En términos aritméticos, hemos creado casi dos instituciones por cada año de vida independiente y una por cada 13,000 ciudadanos. Más allá de los números, es importante destacar una realidad cruda e incómoda: todas estas oficinas las pagamos nosotros. Los salarios de los empleados, los alquileres, las operaciones administrativas, los consumibles, las fiestas navideñas, los vehículos, los pluses y las convenciones colectivas, todo lo pagamos los

ciudadanos que vivimos, consumimos, comerciamos y proyectamos nuestras vidas en Costa Rica. 

Vemos marchas de estudiantes que reclaman derechos, condiciones especiales y tratos diferenciados ante la ley, no defienden al sistema educativo ni la asignación de becas, sino a una institución en particular, exigiendo cada vez más presupuesto sin rendir cuentas sobre cómo se administra el dinero, que es de todos. 

¿Qué diría John Locke al ver cómo estos conceptos han sido tergiversados hasta el punto de forzar a otros a costear lo que uno considera un derecho? Es casi risible escuchar a un joven decir «tengo derecho a la educación», sin analizar primero que nadie le está impidiendo matricularse en un centro educativo, incluso cuando quiere estudiar una carrera con poco o nulo mercado laboral. Esto será un problema para el estudiante en unos años, y para el sistema en general, pues no se verá una retribución tangible que garantice su continuidad.

Los rectores universitarios hacen berrinches cuando no se les asigna el presupuesto que esperaban, sabiendo que un alto presupuesto significa poder político. Estatistas. 

Resulta curioso que cuando alguien critica este sistema, algunos lo tildan de amenaza para la democracia, sin embargo, una cosa son las instituciones y otra la separación de poderes, o el método de elección de nuestros gobernantes. Insisto, no tiene nada que ver una cosa con la otra. 

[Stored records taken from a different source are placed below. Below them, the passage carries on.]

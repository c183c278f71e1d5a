// Copyright 2026 the Pageflip Authors
// SPDX-License-Identifier: Apache-2.0 OR MIT

//! Assembly of committed flip state into an ordered frame description.
//!
//! This module is the boundary between the engine's state and whatever
//! actually rasterizes pages. A frame is described as a sequence of
//! [`FrameOp`]s in paint order: page draws (clipped, optionally rotated
//! around the viewport center line) and region fills for the shading
//! overlays. Handles are opaque to this crate, in the spirit of an
//! imaging IR; the host resolves them to real views or textures.
//!
//! Four overlay families exist, each a linear function of
//! [`degrees_flipped`] within its half-range:
//!
//! - *shadow* on the non-turning halves, strongest away from the
//!   perpendicular (max 127/255);
//! - *shine* on the front half of the turning leaf over `[0°, 90°]`
//!   (max 100/255);
//! - *shade* on the back half over `[90°, 180°]`, zero at the
//!   perpendicular (max 130/255);
//! - a directional *gradient* across the turning leaf (max 255/255).
//!
//! When the distance rests on a page boundary (within
//! [`SETTLE_EPSILON`](crate::SETTLE_EPSILON)) the frame degenerates to a
//! single flat page draw with no transform, no overlays, and the layer
//! hint released.

use kurbo::{Rect, Size};
use peniko::Color;
use smallvec::SmallVec;

use crate::FlipAxis;
use crate::cascade::CascadeStrip;
use crate::distance::{degrees_flipped, is_settled};

/// Peak shadow alpha on the settled halves, out of 255.
pub const MAX_SHADOW_ALPHA: u8 = 127;
/// Peak gradient alpha across the turning leaf, out of 255.
pub const MAX_GRADIENT_ALPHA: u8 = 255;
/// Peak shade alpha on the back half of the turning leaf, out of 255.
pub const MAX_SHADE_ALPHA: u8 = 130;
/// Peak shine alpha on the front half of the turning leaf, out of 255.
pub const MAX_SHINE_ALPHA: u8 = 100;

bitflags::bitflags! {
    /// Which overlay families a frame may emit.
    #[derive(Copy, Clone, Debug, PartialEq, Eq)]
    pub struct RenderEffects: u8 {
        /// Shadows over the settled halves.
        const SHADOWS = 1 << 0;
        /// Shine and shade on the turning leaf.
        const SHADE_SHINE = 1 << 1;
        /// Directional gradient on the turning leaf.
        const GRADIENT = 1 << 2;
        /// The overflip glow indicator.
        const OVER_FLIP = 1 << 3;
    }
}

impl Default for RenderEffects {
    fn default() -> Self {
        Self::all()
    }
}

/// Overlay colors and effect toggles for frame building.
#[derive(Clone, Debug)]
pub struct RenderStyle {
    /// Enabled overlay families.
    pub effects: RenderEffects,
    /// Shadow fill over the settled halves.
    pub shadow_color: Color,
    /// Shade fill on the back half of the turning leaf.
    pub shade_color: Color,
    /// Shine fill on the front half of the turning leaf.
    pub shine_color: Color,
    /// Gradient color at the spine.
    pub gradient_start: Color,
    /// Gradient color at the outer edge.
    pub gradient_end: Color,
}

impl Default for RenderStyle {
    fn default() -> Self {
        Self {
            effects: RenderEffects::default(),
            shadow_color: Color::BLACK,
            shade_color: Color::BLACK,
            shine_color: Color::WHITE,
            gradient_start: Color::BLACK,
            gradient_end: Color::WHITE,
        }
    }
}

/// The overlay family a region fill belongs to.
#[derive(Copy, Clone, Debug, PartialEq, Eq)]
pub enum OverlayKind {
    /// Darkening over a settled half.
    Shadow,
    /// Darkening on the back of the turning leaf.
    Shade,
    /// Highlight on the front of the turning leaf.
    Shine,
    /// Directional gradient across the turning leaf.
    Gradient,
}

/// A translucent region fill.
#[derive(Copy, Clone, Debug, PartialEq)]
pub struct Overlay {
    /// Which family produced this fill.
    pub kind: OverlayKind,
    /// Region to fill, in viewport coordinates.
    pub region: Rect,
    /// Fill color with the computed opacity already applied.
    pub color: Color,
    /// The computed opacity, out of 255.
    pub alpha: u8,
}

/// One element of a frame, in paint order.
#[derive(Clone, Debug, PartialEq)]
pub enum FrameOp<H> {
    /// Paint a page view.
    Page {
        /// Opaque view handle, resolved by the host.
        handle: H,
        /// Clip region in viewport coordinates.
        clip: Rect,
        /// Rotation in signed degrees around the viewport center line of
        /// the flip axis, following the host camera convention; `None`
        /// paints the view flat.
        rotation: Option<f64>,
        /// Suggests keeping an accelerated layer for this view.
        layer_hint: bool,
        /// Fills painted after the view, inside its clip and transform.
        overlays: SmallVec<[Overlay; 2]>,
    },
    /// Fill a region with no associated view and no transform.
    Overlay(Overlay),
}

/// Everything a host needs to paint one frame.
#[derive(Clone, Debug)]
pub struct FrameDescriptor<H> {
    /// Elements in paint order, first element deepest.
    pub ops: SmallVec<[FrameOp<H>; 6]>,
}

impl<H> Default for FrameDescriptor<H> {
    fn default() -> Self {
        Self {
            ops: SmallVec::new(),
        }
    }
}

/// The three page slots surrounding the current position.
#[derive(Clone, Debug)]
pub struct PageWindow<H> {
    /// Page before the current one, if materialized.
    pub previous: Option<H>,
    /// The current page, if materialized.
    pub current: Option<H>,
    /// Page after the current one, if materialized.
    pub next: Option<H>,
}

impl<H> Default for PageWindow<H> {
    fn default() -> Self {
        Self {
            previous: None,
            current: None,
            next: None,
        }
    }
}

/// Returns the half-region behind the turning leaf (top or left).
#[must_use]
pub fn previous_half(axis: FlipAxis, size: Size) -> Rect {
    match axis {
        FlipAxis::Vertical => Rect::new(0.0, 0.0, size.width, size.height / 2.0),
        FlipAxis::Horizontal => Rect::new(0.0, 0.0, size.width / 2.0, size.height),
    }
}

/// Returns the half-region ahead of the turning leaf (bottom or right).
#[must_use]
pub fn next_half(axis: FlipAxis, size: Size) -> Rect {
    match axis {
        FlipAxis::Vertical => Rect::new(0.0, size.height / 2.0, size.width, size.height),
        FlipAxis::Horizontal => Rect::new(size.width / 2.0, 0.0, size.width, size.height),
    }
}

/// Signed camera rotation for a leaf at `degrees`, per axis.
///
/// Matches the usual 3-D camera convention: a vertical flip rotates about
/// the X axis (`degrees` on the front side, `degrees - 180` once past the
/// perpendicular), a horizontal flip about Y with mirrored signs.
#[must_use]
pub fn rotation_for(axis: FlipAxis, degrees: f64) -> f64 {
    match (axis, degrees > 90.0) {
        (FlipAxis::Vertical, false) => degrees,
        (FlipAxis::Vertical, true) => degrees - 180.0,
        (FlipAxis::Horizontal, false) => -degrees,
        (FlipAxis::Horizontal, true) => 180.0 - degrees,
    }
}

#[expect(
    clippy::cast_possible_truncation,
    reason = "ratio is clamped to [0, 1] so the product fits in u8"
)]
fn scaled_alpha(ratio: f64, max: u8) -> u8 {
    (ratio.clamp(0.0, 1.0) * f64::from(max)) as u8
}

fn overlay(kind: OverlayKind, region: Rect, base: Color, ratio: f64, max: u8) -> Overlay {
    let alpha = scaled_alpha(ratio, max);
    Overlay {
        kind,
        region,
        color: base.with_alpha(f32::from(alpha) / 255.0),
        alpha,
    }
}

/// Builds the frame for the standard three-slot mode.
///
/// `distance` is the committed flip distance; `window` holds whichever of
/// the three surrounding pages are materialized. Missing pages simply
/// skip their draw (their half shows the host background), but shadows
/// still apply — that is what darkens the exposed half during an
/// overflip at the dataset edges.
#[must_use]
pub fn sequential_frame<H: Clone>(
    size: Size,
    axis: FlipAxis,
    distance: f64,
    window: &PageWindow<H>,
    style: &RenderStyle,
) -> FrameDescriptor<H> {
    let mut ops = SmallVec::new();

    if is_settled(distance) {
        if let Some(current) = &window.current {
            ops.push(FrameOp::Page {
                handle: current.clone(),
                clip: size.to_rect(),
                rotation: None,
                layer_hint: false,
                overlays: SmallVec::new(),
            });
        }
        return FrameDescriptor { ops };
    }

    let deg = degrees_flipped(distance);
    let prev_rect = previous_half(axis, size);
    let next_rect = next_half(axis, size);

    // Previous (top/left) half: already-turned side.
    let prev_page = if deg >= 90.0 {
        &window.previous
    } else {
        &window.current
    };
    if let Some(handle) = prev_page {
        ops.push(FrameOp::Page {
            handle: handle.clone(),
            clip: prev_rect,
            rotation: None,
            layer_hint: true,
            overlays: SmallVec::new(),
        });
    }
    if style.effects.contains(RenderEffects::SHADOWS) && deg > 90.0 {
        ops.push(FrameOp::Overlay(overlay(
            OverlayKind::Shadow,
            prev_rect,
            style.shadow_color,
            (deg - 90.0) / 90.0,
            MAX_SHADOW_ALPHA,
        )));
    }

    // Next (bottom/right) half: still-to-come side.
    let next_page = if deg >= 90.0 {
        &window.current
    } else {
        &window.next
    };
    if let Some(handle) = next_page {
        ops.push(FrameOp::Page {
            handle: handle.clone(),
            clip: next_rect,
            rotation: None,
            layer_hint: true,
            overlays: SmallVec::new(),
        });
    }
    if style.effects.contains(RenderEffects::SHADOWS) && deg > 0.0 && deg <= 90.0 {
        ops.push(FrameOp::Overlay(overlay(
            OverlayKind::Shadow,
            next_rect,
            style.shadow_color,
            (90.0 - deg) / 90.0,
            MAX_SHADOW_ALPHA,
        )));
    }

    // The turning leaf, clipped to whichever half it currently occupies.
    if let Some(current) = &window.current {
        let mut overlays = SmallVec::new();
        if style.effects.contains(RenderEffects::SHADE_SHINE) {
            if deg <= 90.0 {
                overlays.push(overlay(
                    OverlayKind::Shine,
                    next_rect,
                    style.shine_color,
                    deg / 90.0,
                    MAX_SHINE_ALPHA,
                ));
            }
            if deg >= 90.0 {
                overlays.push(overlay(
                    OverlayKind::Shade,
                    prev_rect,
                    style.shade_color,
                    (deg - 90.0) / 90.0,
                    MAX_SHADE_ALPHA,
                ));
            }
        }
        if style.effects.contains(RenderEffects::GRADIENT) {
            if deg > 0.0 && deg <= 90.0 {
                overlays.push(overlay(
                    OverlayKind::Gradient,
                    next_rect,
                    style.gradient_start,
                    deg / 90.0,
                    MAX_GRADIENT_ALPHA,
                ));
            } else if deg > 90.0 {
                overlays.push(overlay(
                    OverlayKind::Gradient,
                    prev_rect,
                    style.gradient_end,
                    (180.0 - deg) / 90.0,
                    MAX_GRADIENT_ALPHA,
                ));
            }
        }

        ops.push(FrameOp::Page {
            handle: current.clone(),
            clip: if deg > 90.0 { prev_rect } else { next_rect },
            rotation: Some(rotation_for(axis, deg)),
            layer_hint: true,
            overlays,
        });
    }

    FrameDescriptor { ops }
}

/// Builds the frame for cascade mode.
///
/// `views` is the materialized strip, `strip` its geometry, and
/// `distance` the strip-local distance. The two window-edge views paint
/// flat behind the fan; the turning slots then paint in the order
/// resolved by [`CascadeStrip::draw_order`].
#[must_use]
pub fn cascade_frame<H: Clone>(
    size: Size,
    axis: FlipAxis,
    distance: f64,
    views: &[H],
    strip: &CascadeStrip,
) -> FrameDescriptor<H> {
    debug_assert_eq!(views.len(), strip.len(), "strip geometry out of sync");

    let mut ops = SmallVec::new();
    if views.is_empty() {
        return FrameDescriptor { ops };
    }

    let prev_rect = previous_half(axis, size);
    let next_rect = next_half(axis, size);

    let prev_idx = strip.prev_visible_index(distance);
    if let Some(handle) = views.get(prev_idx) {
        ops.push(FrameOp::Page {
            handle: handle.clone(),
            clip: prev_rect,
            rotation: None,
            layer_hint: true,
            overlays: SmallVec::new(),
        });
    }

    let next_idx = strip.next_visible_index(distance);
    if let Some(handle) = views.get(next_idx) {
        ops.push(FrameOp::Page {
            handle: handle.clone(),
            clip: next_rect,
            rotation: None,
            layer_hint: true,
            overlays: SmallVec::new(),
        });
    }

    for entry in strip.draw_order(distance) {
        let Some(handle) = views.get(entry.view_index) else {
            continue;
        };
        ops.push(FrameOp::Page {
            handle: handle.clone(),
            clip: if entry.front_half { next_rect } else { prev_rect },
            rotation: Some(rotation_for(axis, entry.degrees)),
            layer_hint: true,
            overlays: SmallVec::new(),
        });
    }

    FrameDescriptor { ops }
}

Tal vez, lo que realmente temen es que la sociedad civil cuestione si una entidad estatal debería existir o no, o si debiese fusionarse con otra o ser auditada para verificar si cumple su propósito. De no ser así, los responsables deberían pagar por su negligencia, y los ciudadanos deberían beneficiarse del cierre de esa entidad, con la correspondiente reducción de impuestos que aliviaría la pesada carga impositiva que sufrimos todos.

La tragedia de los comunes es un ejemplo perfecto de lo que sucede en nuestras tierras: los intereses egoístas de unos pocos se anteponen a los intereses generales. A diferencia del sector privado, donde la oferta y la demanda regulan intereses particulares, aquí estos son financiados con dinero público. 

Es hora de dejar el dicho de que la educación y la salud son gratis, o que la Caja es de los costarricenses. «Es de todos», nos dicen, «¡hay que cuidarla y fortalecerla!»; lo que es de todos, no es de nadie, como dicen por ahí.

Las instituciones del gobierno están al servicio del pueblo, no al revés. Si no cumplen su labor, no deberían existir, si no aportan valor, no deberían estorbar, y si fueron creadas como agencias de empleo para contratar militantes, ganar votos y pagar favores políticos, el eje de la discusión debe cambiar drásticamente. 

Basta de hablar de presupuestos como si los recursos fueran ilimitados. Y, por último, ¡basta ya de ensuciar el nombre de mi país! 

Costa Rica es un país pequeño, con poco más de cinco millones de habitantes, que quiere progreso, desarrollo y libertad.

Sentido común para tomar decisiones.